In recognition of the scale and magnitude of the proposed WATL project, the Alberta Utilities Commission employed an enhanced process to provide early opportunities for participation in the Commission’s preparations for and consideration of the application. This enhanced process included flexible options for interested parties to participate formally or informally, deemed early standing for landowner interveners (with consequent early access to intervener funding), early process meetings to identify key issues and community hearing sessions.

Chronology

  • December 6, 2012: AUC issues Decision 2012-327, approving the WATL project. In total, the decision is approximately 300 pages.
  • September 10, 2012: Record of proceeding closes.
  • August 3, 2012: Oral public hearing for WATL concludes.
  • July 24 and July 27, 2012: AUC issues letters regarding written final argument and reply arguments.
  • July 12, 2012: AUC issues letter on motion challenging constitutional jurisdiction of AUC.
  • June 20, 2012: Community hearing session held in Red Deer, Alberta.
  • June 14, Community hearing session held in Indus, Alberta.
  • June 13: AUC issued ruling with reasons on motion to adjourn consideration of WATL application.
  • June 13, 2012: Community hearing session held in Didsbury, Alberta.
  • June 12, 2012: Community hearing session held in Rimbey, Alberta.
  • June 11, 2012: Community hearing session held in Red Deer, Alberta.
  • June 11, 2012: Oral hearing gets underway in Red Deer, Alberta.
  • March 6, 2012: AUC issues notice of hearing.
  • February 24, 2012: AUC issues letter to all registered participants advising it will proceed with consideration of the WATL application.
  • February 23, 2012: Government of Alberta requests the AUC resume its examination of the WATL application.
  • February 13, 2012. Report of the Critical Transmission Review Committee is released, confirming need for reinforcement of north-south transmission as soon as possible, reasonableness of two north-south lines and improved efficacy of direct-current lines.
  • October 21, 2011. The AUC suspends its consideration of the WATL application at the government’s request.

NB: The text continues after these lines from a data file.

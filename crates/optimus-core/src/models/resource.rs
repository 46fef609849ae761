//! Resource domain model and its reconciliation state machine.
//!
//! A resource is the server-side record of a warehouse object. Its
//! [`Status`] moves only along the edges listed in
//! [`Status::can_transition_to`]; every `mark_*` method refuses an illegal
//! edge and leaves the resource untouched.

use std::collections::BTreeMap;
use std::fmt;
use std::str::FromStr;

use chrono::{DateTime, Utc};
use serde::{Deserialize, Serialize};

use crate::error::{OptimusError, OptimusResult};
use crate::models::tenant::Tenant;

pub const ENTITY_RESOURCE: &str = "resource";

/// Free-form spec; the allowed keys depend on the kind.
pub type Spec = serde_json::Map<String, serde_json::Value>;

/// Backend that physically owns a resource.
#[derive(Debug, Clone, Copy, PartialEq, Eq, Hash, PartialOrd, Ord, Serialize, Deserialize)]
#[serde(rename_all = "lowercase")]
pub enum Store {
    Bigquery,
}

impl Store {
    pub fn as_str(&self) -> &'static str {
        match self {
            Self::Bigquery => "bigquery",
        }
    }
}

impl fmt::Display for Store {
    fn fmt(&self, f: &mut fmt::Formatter<'_>) -> fmt::Result {
        f.write_str(self.as_str())
    }
}

impl FromStr for Store {
    type Err = OptimusError;

    fn from_str(s: &str) -> Result<Self, Self::Err> {
        match s.trim().to_lowercase().as_str() {
            "bigquery" => Ok(Self::Bigquery),
            _ => Err(OptimusError::invalid_argument(
                ENTITY_RESOURCE,
                format!("unknown store {s}"),
            )),
        }
    }
}

#[derive(Debug, Clone, Copy, PartialEq, Eq, Hash, PartialOrd, Ord, Serialize, Deserialize)]
#[serde(rename_all = "snake_case")]
pub enum Kind {
    Dataset,
    Table,
    View,
    ExternalTable,
}

impl Kind {
    pub const ALL: [Kind; 4] = [Kind::Dataset, Kind::Table, Kind::View, Kind::ExternalTable];

    pub fn as_str(&self) -> &'static str {
        match self {
            Self::Dataset => "dataset",
            Self::Table => "table",
            Self::View => "view",
            Self::ExternalTable => "external_table",
        }
    }
}

impl fmt::Display for Kind {
    fn fmt(&self, f: &mut fmt::Formatter<'_>) -> fmt::Result {
        f.write_str(self.as_str())
    }
}

impl FromStr for Kind {
    type Err = OptimusError;

    fn from_str(s: &str) -> Result<Self, Self::Err> {
        Kind::ALL
            .into_iter()
            .find(|k| k.as_str() == s)
            .ok_or_else(|| {
                OptimusError::invalid_argument(ENTITY_RESOURCE, format!("unknown kind {s}"))
            })
    }
}

#[derive(Debug, Clone, Copy, PartialEq, Eq, Hash, Serialize, Deserialize)]
#[serde(rename_all = "snake_case")]
pub enum Status {
    Unknown,
    ValidationSuccess,
    ValidationFailure,
    ToCreate,
    ToUpdate,
    Skipped,
    CreateFailure,
    UpdateFailure,
    ExistInStore,
    Success,
}

impl Status {
    pub const ALL: [Status; 10] = [
        Status::Unknown,
        Status::ValidationSuccess,
        Status::ValidationFailure,
        Status::ToCreate,
        Status::ToUpdate,
        Status::Skipped,
        Status::CreateFailure,
        Status::UpdateFailure,
        Status::ExistInStore,
        Status::Success,
    ];

    pub fn as_str(&self) -> &'static str {
        match self {
            Self::Unknown => "unknown",
            Self::ValidationSuccess => "validation_success",
            Self::ValidationFailure => "validation_failure",
            Self::ToCreate => "to_create",
            Self::ToUpdate => "to_update",
            Self::Skipped => "skipped",
            Self::CreateFailure => "create_failure",
            Self::UpdateFailure => "update_failure",
            Self::ExistInStore => "exist_in_store",
            Self::Success => "success",
        }
    }

    /// Permitted edges of the reconciliation state machine.
    pub fn can_transition_to(&self, next: Status) -> bool {
        use Status::*;
        matches!(
            (self, next),
            (Unknown, ValidationSuccess | ValidationFailure)
                | (ValidationSuccess, ToCreate | ToUpdate | Skipped)
                | (ToCreate, ExistInStore | CreateFailure | Success)
                | (ToUpdate, UpdateFailure | Success)
        )
    }

    pub fn is_failure(&self) -> bool {
        matches!(
            self,
            Self::ValidationFailure | Self::CreateFailure | Self::UpdateFailure
        )
    }

    /// True once reconciliation finished well for this resource.
    pub fn is_successful(&self) -> bool {
        matches!(self, Self::Success | Self::ExistInStore)
    }
}

impl fmt::Display for Status {
    fn fmt(&self, f: &mut fmt::Formatter<'_>) -> fmt::Result {
        f.write_str(self.as_str())
    }
}

impl FromStr for Status {
    type Err = OptimusError;

    fn from_str(s: &str) -> Result<Self, Self::Err> {
        Status::ALL
            .into_iter()
            .find(|st| st.as_str() == s)
            .ok_or_else(|| {
                OptimusError::invalid_argument(ENTITY_RESOURCE, format!("unknown status {s}"))
            })
    }
}

#[derive(Debug, Clone, PartialEq, Eq, Default, Serialize, Deserialize)]
pub struct Metadata {
    pub version: i32,
    pub description: String,
    pub labels: BTreeMap<String, String>,
}

/// Hierarchical dotted name, e.g. `project.dataset.table`.
#[derive(Debug, Clone, PartialEq, Eq, Hash, PartialOrd, Ord, Serialize, Deserialize)]
#[serde(transparent)]
pub struct ResourceName(String);

impl ResourceName {
    pub fn new(name: impl Into<String>) -> OptimusResult<Self> {
        let name = name.into();
        if name.trim().is_empty() {
            return Err(OptimusError::invalid_argument(
                ENTITY_RESOURCE,
                "resource name is empty",
            ));
        }
        Ok(Self(name))
    }

    pub fn as_str(&self) -> &str {
        &self.0
    }

    pub fn sections(&self) -> Vec<&str> {
        self.0.split('.').collect()
    }
}

impl fmt::Display for ResourceName {
    fn fmt(&self, f: &mut fmt::Formatter<'_>) -> fmt::Result {
        f.write_str(&self.0)
    }
}

/// Lifecycle fields recorded by the repository.
#[derive(Debug, Clone, PartialEq)]
pub struct PersistedState {
    pub urn: Option<String>,
    pub status: Status,
    pub created_at: DateTime<Utc>,
    pub updated_at: DateTime<Utc>,
}

#[derive(Debug, Clone)]
pub struct Resource {
    name: ResourceName,
    kind: Kind,
    store: Store,
    tenant: Tenant,
    metadata: Metadata,
    spec: Spec,
    urn: Option<String>,
    status: Status,
    created_at: Option<DateTime<Utc>>,
    updated_at: Option<DateTime<Utc>>,
}

impl Resource {
    pub fn new(
        full_name: &str,
        kind: Kind,
        store: Store,
        tenant: Tenant,
        metadata: Metadata,
        spec: Spec,
    ) -> OptimusResult<Self> {
        let name = ResourceName::new(full_name)?;
        if spec.is_empty() {
            return Err(OptimusError::invalid_argument(
                ENTITY_RESOURCE,
                format!("empty resource spec for {full_name}"),
            ));
        }

        Ok(Self {
            name,
            kind,
            store,
            tenant,
            metadata,
            spec,
            urn: None,
            status: Status::Unknown,
            created_at: None,
            updated_at: None,
        })
    }

    /// Restores the lifecycle fields of a row read back from storage.
    pub fn with_persisted_state(mut self, state: PersistedState) -> Self {
        self.urn = state.urn;
        self.status = state.status;
        self.created_at = Some(state.created_at);
        self.updated_at = Some(state.updated_at);
        self
    }

    /// Copy with the same identity and content but a fresh lifecycle,
    /// ready to go through validation again.
    pub fn renewed(&self) -> Self {
        Self {
            urn: None,
            status: Status::Unknown,
            created_at: None,
            updated_at: None,
            ..self.clone()
        }
    }

    pub fn full_name(&self) -> &str {
        self.name.as_str()
    }

    pub fn name(&self) -> &ResourceName {
        &self.name
    }

    pub fn kind(&self) -> Kind {
        self.kind
    }

    pub fn store(&self) -> Store {
        self.store
    }

    pub fn tenant(&self) -> &Tenant {
        &self.tenant
    }

    pub fn metadata(&self) -> &Metadata {
        &self.metadata
    }

    pub fn spec(&self) -> &Spec {
        &self.spec
    }

    pub fn urn(&self) -> Option<&str> {
        self.urn.as_deref()
    }

    pub fn status(&self) -> Status {
        self.status
    }

    pub fn created_at(&self) -> Option<DateTime<Utc>> {
        self.created_at
    }

    pub fn updated_at(&self) -> Option<DateTime<Utc>> {
        self.updated_at
    }

    /// Assigns the backend URN. A URN can be set once only.
    pub fn update_urn(&mut self, urn: impl Into<String>) -> OptimusResult<()> {
        if self.urn.is_some() {
            return Err(OptimusError::invalid_argument(
                ENTITY_RESOURCE,
                format!("urn already present for {}", self.name),
            ));
        }
        self.urn = Some(urn.into());
        Ok(())
    }

    fn transition(&mut self, next: Status) -> OptimusResult<()> {
        if !self.status.can_transition_to(next) {
            return Err(OptimusError::invalid_state_transition(
                ENTITY_RESOURCE,
                format!(
                    "cannot change status of {} from {} to {}",
                    self.name, self.status, next
                ),
            ));
        }
        self.status = next;
        Ok(())
    }

    pub fn mark_validation_success(&mut self) -> OptimusResult<()> {
        self.transition(Status::ValidationSuccess)
    }

    pub fn mark_validation_failure(&mut self) -> OptimusResult<()> {
        self.transition(Status::ValidationFailure)
    }

    pub fn mark_to_create(&mut self) -> OptimusResult<()> {
        self.transition(Status::ToCreate)
    }

    pub fn mark_to_update(&mut self) -> OptimusResult<()> {
        self.transition(Status::ToUpdate)
    }

    pub fn mark_skipped(&mut self) -> OptimusResult<()> {
        self.transition(Status::Skipped)
    }

    pub fn mark_exist_in_store(&mut self) -> OptimusResult<()> {
        self.transition(Status::ExistInStore)
    }

    pub fn mark_success(&mut self) -> OptimusResult<()> {
        self.transition(Status::Success)
    }

    /// Moves a pending resource into the failure state matching its
    /// pending operation.
    pub fn mark_failure(&mut self) -> OptimusResult<()> {
        match self.status {
            Status::ToCreate => self.transition(Status::CreateFailure),
            Status::ToUpdate => self.transition(Status::UpdateFailure),
            other => Err(OptimusError::invalid_state_transition(
                ENTITY_RESOURCE,
                format!("cannot mark {} as failed from status {other}", self.name),
            )),
        }
    }
}

/// Change-detection equality: identity and content only. Status, URN
/// and timestamps are ignored.
impl PartialEq for Resource {
    fn eq(&self, other: &Self) -> bool {
        self.tenant == other.tenant
            && self.name == other.name
            && self.kind == other.kind
            && self.store == other.store
            && self.metadata == other.metadata
            && self.spec == other.spec
    }
}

The government launches an independent review committee to examine the need for WATL and the Eastern Alberta Transmission Line, use of direct-current technology and related matters.
  • September 12, 2011: Deadline to file submissions.
  • August 22, 23 and 24, 2011: AUC information sessions held in Ponoka, Red Deer and Didsbury.
  • August 4, 2011: Notice of hearing issued with details on the hearing, community hearing sessions and, schedule and information sessions.
  • July 28, 2011: Decision 2011-320 (Errata) regarding advanced funding issued.
  • July 27, 2011: Proceeding scheduling meeting held in Red Deer, Alberta.
  • June 21, 2011: AUC issues ruling on standing and on timing of proceeding.
  • May 5, 2011: Decision 2011-198 issued with results of April 20 process meeting.
  • April 20, 2011: Process meeting held in Red Deer.
  • March 8, 2011: AUC issues notice of application.
  • March 1 to 3, 2011: AUC information sessions held in Ponoka, Indus and Didsbury.
  • March 1, 2011: AltaLink Management Ltd. filed WATL application.
  • February 22, 23 and 24: Information sessions held in Warburg, Rimbey and Red Deer.
  • January 31, 2011: In anticipation of the WATL application, the AUC launches an enhanced public process for the WATL project application, with information sessions scheduled in February for Warburg, Rimbey and Red Deer, and in March in Ponoka, Indus and Didsbury.

Map

A stylized map of the approved route has been produced to show the basic details of WATL’s AUC-approved route segments. Exact details of the routing approved by the AUC may be found in the decision itself.